Monday, January 5, 2015

How to Love a Mean Christian

Christianity is the most peaceful, joyful, balanced, fair, love based walk that a human could ever encounter. In fact, the main reason the world is so critical of Christianity is that they recognize this fact and they see most of us living contrary to it. Real world Christians, however, recognize that the Christian life is a journey of learning and growth that never ceases. Those of us living here on the inside know how flawed we are and don't even feel the need to pretend that we are perfect. We understand who our Father is and in all of our childish, distracted, near sighted simplicity we trust that He is going to finish the work He has started in us. Then, in the midst of this quiet, personal journey of grace, we come across these arrogant, vocal, know-it-all Christians who seem to think they have it all together. These "perfect" Christians aren't joining us in our content walk behind Christ where we find rest in Him and satisfaction in our crosses. No, their life mission seems to be one of self deception where they are already a completed work and have been commissioned by God to help Him fix us so we can be as holy and right as they are. The worst part is that most of the time these mean Christians make us so mad that we wind up returning the attitude but what if these people aren't as simple as they appear?
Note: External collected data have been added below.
//! Hierarchical reduction of feature scores.
//!
//! Leaf Z-scores roll up per cell via the mean-of-absolute-values law, and
//! per-cell scalars roll up via an arithmetic mean into the run's single
//! overall score. Every intermediate level is kept in the [`ScoreTree`] for
//! reporting; the tree is built once per run and never mutated afterwards.

use std::collections::BTreeMap;

use serde::{Deserialize, Serialize};
use thiserror::Error;

use crate::normalize::{FeatureTree, FeatureValue};
use crate::score::{self, ScoreError, ScoreValue};

/// Scores for one cell: per-part leaf scores plus the injected aggregate.
#[derive(Debug, Clone, PartialEq, Serialize, Deserialize)]
pub struct CellScores {
    #[serde(flatten)]
    pub parts: BTreeMap<String, BTreeMap<String, ScoreValue>>,

    /// Mean of absolute Z-scores across this cell's features.
    #[serde(rename = "A mean |Z-score|")]
    pub mean_abs_zscore: f64,
}

/// Mirrors the feature tree with score leaves and per-level aggregates.
#[derive(Debug, Clone, Default, PartialEq, Serialize, Deserialize)]
pub struct ScoreTree {
    #[serde(flatten)]
    pub cells: BTreeMap<String, CellScores>,
}

/// Errors from the aggregation pipeline.
#[derive(Debug, Error)]
pub enum AggregateError {
    #[error(transparent)]
    Score(#[from] ScoreError),

    /// No feature was scorable across all prediction cells.
    #[error("no overlapping features between observation and prediction")]
    InsufficientData,

    /// The observation tree has no reference cell entry.
    #[error("observation contains no reference cell")]
    EmptyObservation,

    /// A leaf had the wrong variant for its side of the comparison.
    #[error("shape mismatch at {path}: expected {expected} statistics")]
    ShapeMismatch { path: String, expected: &'static str },
}

/// Score a prediction tree against an observation's reference entry.
///
/// For each prediction cell, every cell part and feature also present in the
/// observation reference contributes one Z-score; features or parts absent
/// from a prediction cell are skipped rather than rejected, tolerating
/// partial model output. Only a total absence of scorable features is fatal.
pub fn aggregate(
    observation: &FeatureTree,
    prediction: &FeatureTree,
) -> Result<(ScoreTree, f64), AggregateError> {
    let (_, reference) = observation
        .reference_cell()
        .ok_or(AggregateError::EmptyObservation)?;

    let mut tree = ScoreTree::default();
    let mut cell_means = Vec::new();

    for (cell_id, parts) in &prediction.cells {
        let mut cell_scores = Vec::new();
        let mut part_map: BTreeMap<String, BTreeMap<String, ScoreValue>> = BTreeMap::new();

        for (part, features) in parts {
            let Some(reference_features) = reference.get(part) else {
                continue;
            };
            for (feature, predicted) in features {
                let Some(observed) = reference_features.get(feature) else {
                    continue;
                };
                let path = format!("{cell_id}/{part}/{feature}");
                let score = leaf_zscore(&path, observed, predicted)?;
                cell_scores.push(score);
                part_map
                    .entry(part.clone())
                    .or_default()
                    .insert(feature.clone(), ScoreValue::zscore(score));
            }
        }

        if cell_scores.is_empty() {
            tracing::warn!(cell = %cell_id, "no scorable features for cell, skipping");
            continue;
        }
        let mean_abs = score::combine(&cell_scores)?;
        cell_means.push(mean_abs);
        tree.cells.insert(
            cell_id.clone(),
            CellScores {
                parts: part_map,
                mean_abs_zscore: mean_abs,
            },
        );
    }

    if cell_means.is_empty() {
        return Err(AggregateError::InsufficientData);
    }
    let overall = cell_means.iter().sum::<f64>() / cell_means.len() as f64;
    Ok((tree, overall))
}

/// Degenerate single-leaf instance of the same law: one observed/predicted
/// pair, whose signed Z-score is the overall score.
pub fn score_single(
    path: &str,
    observed: &FeatureValue,
    predicted: &FeatureValue,
) -> Result<f64, AggregateError> {
    leaf_zscore(path, observed, predicted)
}

fn leaf_zscore(
    path: &str,
    observed: &FeatureValue,
    predicted: &FeatureValue,
) -> Result<f64, AggregateError> {
    let (mean, std) = observed
        .as_observed()
        .ok_or_else(|| AggregateError::ShapeMismatch {
            path: path.to_string(),
            expected: "{mean, std}",
        })?;
    let value = predicted
        .as_predicted()
        .ok_or_else(|| AggregateError::ShapeMismatch {
            path: path.to_string(),
            expected: "{value}",
        })?;
    Ok(score::zscore(mean, std, value)?)
}

#[cfg(test)]
mod tests {
    use super::*;
    use crate::normalize::normalize_tree;
    use serde_json::json;

    fn observation() -> FeatureTree {
        normalize_tree(&json!({
            "int_pyramidal": {
                "axon": {
                    "total_axon_length": { "mean": "10.0 um", "std": "2.0 um" },
                    "max_branch_order": { "mean": "10.0", "std": "2.0" }
                },
                "basal_dendrite": {
                    "total_dendrite_length": { "mean": "10.0 um", "std": "2.0 um" },
                    "total_number_of_neurites": { "mean": "10.0", "std": "2.0" }
                }
            }
        }))
        .unwrap()
    }

    #[test]
    fn zero_deviation_prediction_scores_zero() {
        let prediction = normalize_tree(&json!({
            "cell_01": {
                "axon": {
                    "total_axon_length": { "value": "10.0 um" },
                    "max_branch_order": { "value": "10.0" }
                },
                "basal_dendrite": {
                    "total_dendrite_length": { "value": "10.0 um" },
                    "total_number_of_neurites": { "value": "10.0" }
                }
            }
        }))
        .unwrap();

        let (tree, overall) = aggregate(&observation(), &prediction).unwrap();
        assert_eq!(overall, 0.0);
        assert_eq!(tree.cells["cell_01"].mean_abs_zscore, 0.0);
        assert_eq!(tree.cells["cell_01"].parts["axon"].len(), 2);
    }

    #[test]
    fn missing_feature_is_skipped_not_rejected() {
        let prediction = normalize_tree(&json!({
            "cell_01": {
                "axon": { "total_axon_length": { "value": "14.0 um" } }
            }
        }))
        .unwrap();

        let (tree, overall) = aggregate(&observation(), &prediction).unwrap();
        // Only the one overlapping feature was scored: |z| = 2.0.
        assert_eq!(overall, 2.0);
        assert_eq!(tree.cells["cell_01"].parts["axon"].len(), 1);
    }

    #[test]
    fn zero_overlap_is_insufficient_data() {
        let prediction = normalize_tree(&json!({
            "cell_01": {
                "apical_dendrite": { "total_dendrite_volume": { "value": "4.0 um3" } }
            }
        }))
        .unwrap();

        let err = aggregate(&observation(), &prediction).unwrap_err();
        assert!(matches!(err, AggregateError::InsufficientData));
    }

    #[test]
    fn overall_is_mean_of_per_cell_means() {
        let prediction = normalize_tree(&json!({
            "cell_01": { "axon": { "total_axon_length": { "value": "14.0 um" } } },
            "cell_02": { "axon": { "total_axon_length": { "value": "10.0 um" } } }
        }))
        .unwrap();

        let (tree, overall) = aggregate(&observation(), &prediction).unwrap();
        assert_eq!(tree.cells["cell_01"].mean_abs_zscore, 2.0);
        assert_eq!(tree.cells["cell_02"].mean_abs_zscore, 0.0);
        assert_eq!(overall, 1.0);
    }
}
What if they need our help and our love? In order to help them we have to understand what has created their situation. There are a lot of factors but lets just take a look at the one area I believe may be the root issue.



Insecurity
Even the nicest house dog can turn mean when he is afraid. At the heart of every mean Christian you encounter is actually a person who is afraid. Maybe they haven't felt like they could compete with the talents and abilities of the people around them. Maybe something or someone in their past has made them feel as if they had very little self worth. Since this insecure Christian feels as though he would never be recognized or appreciated among the masses of "regular" Christians he is driven to create his own cult inside Christianity where he then can be recognized as extremely above average. After a while of living this way he starts believing that he really is better than most of those around him and his anger and resentment toward the people he feels intimidated by is then taken out on them through an attitude of condescension. They have made him feel meaningless, he believes, so in his new imaginary world where he is one of the elite he now attempts to return the favor. 



How Can We Help?
Most of the time we instinctively try to fight fire with fire but there is two problems with that tactic here. One, the mean Christian needs his imaginary form of Christianity in order to have any self worth and he is never going to allow you to take that away from him. If he has to label you "ungodly" and call you a "heretic" in order to discredit anything you say he will not hesitate to do that. Secondly, you attacking him only confirms his inner fears that the world around him doesn't appreciate or respect him. No matter how brilliant your thoughts are, how passionately you speak, or how knowledgable of scripture that you are he isn't going to hear your words because of your approach. The essential key to reaching a person with this sort of insecurity is by proving their suspicions wrong. The simple concept of forgiving, long-suffering, tenderhearted kindness combined with an intentional outstretched hand of love goes a long way. Find something good in them and focus on it. Be the friend they've been looking for whenever even a tiny opportunity presents itself and don't take anything hateful or spiteful that they may say personal. The key? Realize that they are a person just like you with a struggle that may simply be different than yours. See them as brothers and sisters and do what you can to encourage them. Ignoring them may be the easiest answer but it's not what Jesus would do.